Could you write out the opening lines of the data, word for word, stopping after the line that contains "use std::time::Duration;"?

(Records drawn from a dataset)
- - -

#![deny(
    unsafe_code,
    missing_docs,
    dead_code,
    unused_results,
    non_snake_case,
    unreachable_pub
)]

//! Game loop that drives a Rat Maze world.
//!
//! A [`Session`] owns the authoritative world together with the systems that
//! feed it. Hosts either call [`Session::advance`] with elapsed wall time, in
//! which case the internal [`Timeline`] fires ticks and the delayed reset, or
//! call [`Session::tick`] directly when they bring their own timer.

mod config;
mod timeline;

use std::sync::mpsc::{self, Receiver, Sender};
use std::time::Duration;

use ratmaze_core::{
    Category, Command, Direction, Event, Outcome, PieceSnapshot, RESET_DELAY, TICK_INTERVAL,
};
use ratmaze_rendering::Scene;
use ratmaze_system_pursuit::{self as pursuit, Pursuit};
use ratmaze_system_spawning::{self as spawning, Spawning};
use ratmaze_world::{self as world, query, World};
use tracing::{debug, info};

pub use config::{ConfigError, SessionConfig, DEFAULT_SEED};
pub use timeline::{Job, Timeline};

/// Mixed into the session seed so wandering and placement draw from
/// independent streams.
const PURSUIT_STREAM: u64 = 0x9e37_79b9_7f4a_7c15;

/// Lifecycle stage of the current game.
#[derive(Clone, Copy, Debug, PartialEq, Eq, Hash)]
pub enum Phase {
    /// Pieces move every tick.
    Running,
    /// An outcome was reached; the end message is about to be shown.
    Ended,
    /// The end message is visible and the reset is pending.
    EndedShown,
    /// The world is being rebuilt.
    Resetting,
}

/// Cloneable handle used by input contexts to submit direction presses.
#[derive(Clone, Debug)]
pub struct PlayerInput {
    sender: Sender<Direction>,
}

impl PlayerInput {
    /// Submits a direction press; it reaches the world on the next tick.
    pub fn press(&self, direction: Direction) {
        if self.sender.send(direction).is_err() {
            debug!(?direction, "press dropped after the session closed");
        }
    }
}

/// Owns a world and advances it on a fixed cadence.
#[derive(Debug)]
pub struct Session {
    world: World,
    spawning: Spawning,
    pursuit: Pursuit,
    timeline: Timeline,
    phase: Phase,
    reset_scheduled: bool,
    input_tx: Sender<Direction>,
    input_rx: Receiver<Direction>,
    tick_count: u64,
}

impl Session {
    /// Creates a session on the board described by `config`.
    ///
    /// The board starts empty; the first tick populates it.
    pub fn new(config: &SessionConfig) -> Result<Self, ConfigError> {
        let board = config.board()?;
        Ok(Self::with_world(World::with_board(board), config.seed))
    }

    /// Creates a session around a prepared world.
    #[must_use]
    pub fn with_world(world: World, seed: u64) -> Self {
        let (input_tx, input_rx) = mpsc::channel();
        let mut timeline = Timeline::new();
        timeline.schedule(Job::Tick, TICK_INTERVAL);

        Self {
            world,
            spawning: Spawning::new(spawning::Config::new(spawning::Quotas::default(), seed)),
            pursuit: Pursuit::new(pursuit::Config::new(seed ^ PURSUIT_STREAM)),
            timeline,
            phase: Phase::Running,
            reset_scheduled: false,
            input_tx,
            input_rx,
            tick_count: 0,
        }
    }

    /// Handle for submitting player input from another context.
    #[must_use]
    pub fn input(&self) -> PlayerInput {
        PlayerInput {
            sender: self.input_tx.clone(),
        }
    }

    /// Moves the virtual clock forward and fires every job that became due.
    ///
    /// Returns the number of jobs fired. Each fired tick schedules the next
    /// one relative to the advanced clock, so a large `dt` runs one tick.
    pub fn advance(&mut self, dt: Duration, out_events: &mut Vec<Event>) -> usize {
        self.timeline.advance(dt);

        let mut fired = 0;
        while let Some(job) = self.timeline.pop_due() {
            fired += 1;
            match job {
                Job::Tick => {
                    self.tick(out_events);
                    self.timeline.schedule(Job::Tick, TICK_INTERVAL);
                }
                Job::Reset => self.reset_game(out_events),
            }
        }
        fired
    }

    /// Runs one simulation step.
    ///
    /// The reset that follows an ended game is placed on the timeline, so it
    /// only fires through [`Session::advance`] unless the host calls
    /// [`Session::reset_game`] itself.
    pub fn tick(&mut self, out_events: &mut Vec<Event>) {
        self.tick_count += 1;
        let first_event = out_events.len();

        for direction in self.input_rx.try_iter() {
            world::apply(
                &mut self.world,
                Command::QueuePlayerOrder { direction },
                out_events,
            );
        }

        if self.phase == Phase::Running {
            self.move_adversaries(out_events);
        }
        self.observe_outcome();

        if self.phase == Phase::Running {
            world::apply(&mut self.world, Command::ApplyPlayerOrders, out_events);
        }
        self.observe_outcome();

        if self.is_ended() && !self.reset_scheduled {
            self.timeline.schedule(Job::Reset, RESET_DELAY);
            self.reset_scheduled = true;
            info!(
                delay_ms = u64::try_from(RESET_DELAY.as_millis()).unwrap_or(u64::MAX),
                "reset scheduled"
            );
        }

        self.maintain_population(out_events);

        debug!(
            tick = self.tick_count,
            phase = ?self.phase,
            events = out_events.len() - first_event,
            "tick complete"
        );
    }

    /// Discards the current game and starts over on an empty board.
    pub fn reset_game(&mut self, out_events: &mut Vec<Event>) {
        self.phase = Phase::Resetting;
        world::apply(&mut self.world, Command::ResetGame, out_events);

        let discarded = self.input_rx.try_iter().count();
        self.timeline.cancel(Job::Reset);
        self.reset_scheduled = false;
        self.phase = Phase::Running;
        info!(discarded_presses = discarded, "game reset");
    }

    /// Reports whether the current game was won.
    #[must_use]
    pub fn is_won(&self) -> bool {
        query::is_won(&self.world)
    }

    /// Reports whether the current game was lost.
    #[must_use]
    pub fn is_lost(&self) -> bool {
        query::is_lost(&self.world)
    }

    /// Outcome of the current game, if one was reached.
    #[must_use]
    pub fn outcome(&self) -> Option<Outcome> {
        query::outcome(&self.world)
    }

    /// Current lifecycle stage.
    #[must_use]
    pub const fn phase(&self) -> Phase {
        self.phase
    }

    /// Message displayed once a game has ended.
    #[must_use]
    pub fn end_message(&self) -> Option<&'static str> {
        match self.phase {
            Phase::EndedShown => self.outcome().map(Outcome::message),
            _ => None,
        }
    }

    /// Reports whether a reset is waiting on the timeline.
    #[must_use]
    pub const fn reset_scheduled(&self) -> bool {
        self.reset_scheduled
    }

    /// Pieces of one category in spawn order.
    #[must_use]
    pub fn pieces(&self, category: Category) -> Vec<PieceSnapshot> {
        query::pieces(&self.world, category)
    }

    /// Read-only access to the authoritative world.
    #[must_use]
    pub const fn world(&self) -> &World {
        &self.world
    }

    /// Scheduler driving ticks and resets.
    #[must_use]
    pub const fn timeline(&self) -> &Timeline {
        &self.timeline
    }

    /// Number of ticks run since the session started.
    #[must_use]
    pub const fn tick_count(&self) -> u64 {
        self.tick_count
    }

    /// Captures the frame a renderer should present.
    #[must_use]
    pub fn scene(&self) -> Scene {
        let pieces = Category::ALL
            .into_iter()
            .flat_map(|category| query::pieces(&self.world, category))
            .collect();
        Scene::new(self.outcome(), pieces)
    }

    fn is_ended(&self) -> bool {
        matches!(self.phase, Phase::Ended | Phase::EndedShown)
    }

    fn move_adversaries(&mut self, out_events: &mut Vec<Event>) {
        for adversary in query::pieces(&self.world, Category::Adversary) {
            let Some(current) = query::piece(&self.world, adversary.id) else {
                continue;
            };
            let order = self
                .pursuit
                .decide(current.origin, &query::board_view(&self.world));
            world::apply(
                &mut self.world,
                Command::StepAdversary {
                    piece: adversary.id,
                    order,
                },
                out_events,
            );
        }
    }

    fn observe_outcome(&mut self) {
        if self.phase != Phase::Running {
            return;
        }
        let Some(outcome) = query::outcome(&self.world) else {
            return;
        };

        self.phase = Phase::Ended;
        info!(?outcome, tick = self.tick_count, "game concluded");
        self.phase = Phase::EndedShown;
        info!(message = outcome.message(), "end message shown");
    }

    fn maintain_population(&mut self, out_events: &mut Vec<Event>) {
        let mut commands = Vec::new();
        self.spawning.handle(
            query::population(&self.world),
            &query::board_view(&self.world),
            &mut commands,
        );
        if commands.is_empty() {
            return;
        }

        debug!(requested = commands.len(), "topping up population");
        for command in commands {
            world::apply(&mut self.world, command, out_events);
        }
    }
}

- - -

*Answer below:*
#![deny(
    unsafe_code,
    missing_docs,
    dead_code,
    unused_results,
    non_snake_case,
    unreachable_pub
)]

//! Game loop that drives a Rat Maze world.
//!
//! A [`Session`] owns the authoritative world together with the systems that
//! feed it. Hosts either call [`Session::advance`] with elapsed wall time, in
//! which case the internal [`Timeline`] fires ticks and the delayed reset, or
//! call [`Session::tick`] directly when they bring their own timer.

mod config;
mod timeline;

use std::sync::mpsc::{self, Receiver, Sender};
use std::time::Duration;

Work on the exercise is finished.